[Collected data]
★ ★ ★ ★ ★

// Copyright (C) 2026 The Hemolink Authors
// Use of this source code is governed by an MIT-style
// license that can be found in the LICENSE file or at
// https://opensource.org/licenses/MIT.

#![allow(clippy::expect_used, clippy::unwrap_used)]
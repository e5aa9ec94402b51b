// Copyright (C) 2026 The Hemolink Authors
// Use of this source code is governed by an MIT-style
// license that can be found in the LICENSE file or at
// https://opensource.org/licenses/MIT.

use diesel::SqliteConnection;
use diesel::prelude::*;
use hemolink_domain::{BloodRequest, RequestId, RequestStatus};

use crate::data_models::RequestRow;
use crate::diesel_schema::blood_requests;
use crate::error::PersistenceError;

/// Retrieves a request at its current revision.
///
/// # Errors
///
/// Returns an error if the query fails or the row is corrupt.
/// Returns `Ok(None)` if the request does not exist.
pub fn get_request(
    conn: &mut SqliteConnection,
    request_id: RequestId,
) -> Result<Option<BloodRequest>, PersistenceError> {
    blood_requests::table
        .filter(blood_requests::request_id.eq(request_id.value()))
        .select(RequestRow::as_select())
        .first(conn)
        .optional()?
        .map(RequestRow::into_request)
        .transpose()
}

/// Lists requests ordered by identity, optionally restricted to one status.
///
/// # Errors
///
/// Returns an error if the query fails or a row is corrupt.
pub fn list_requests(
    conn: &mut SqliteConnection,
    status: Option<RequestStatus>,
) -> Result<Vec<BloodRequest>, PersistenceError> {
    let mut query = blood_requests::table
        .select(RequestRow::as_select())
        .order(blood_requests::request_id.asc())
        .into_boxed::<diesel::sqlite::Sqlite>();
    if let Some(status) = status {
        query = query.filter(blood_requests::status.eq(status.as_str()));
    }

    let rows: Vec<RequestRow> = query.load(conn)?;
    rows.into_iter().map(RequestRow::into_request).collect()
}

★ ★ ★ ★ ★

EXERCISE ▸ From the line holding "-> Result<Option<BloodRequest>, PersistenceError>" down to the final line above, quote every line exactly and only those lines.

OUTPUT FOR THIS EXERCISE ▸
) -> Result<Option<BloodRequest>, PersistenceError> {
    blood_requests::table
        .filter(blood_requests::request_id.eq(request_id.value()))
        .select(RequestRow::as_select())
        .first(conn)
        .optional()?
        .map(RequestRow::into_request)
        .transpose()
}

/// Lists requests ordered by identity, optionally restricted to one status.
///
/// # Errors
///
/// Returns an error if the query fails or a row is corrupt.
pub fn list_requests(
    conn: &mut SqliteConnection,
    status: Option<RequestStatus>,
) -> Result<Vec<BloodRequest>, PersistenceError> {
    let mut query = blood_requests::table
        .select(RequestRow::as_select())
        .order(blood_requests::request_id.asc())
        .into_boxed::<diesel::sqlite::Sqlite>();
    if let Some(status) = status {
        query = query.filter(blood_requests::status.eq(status.as_str()));
    }

    let rows: Vec<RequestRow> = query.load(conn)?;
    rows.into_iter().map(RequestRow::into_request).collect()
}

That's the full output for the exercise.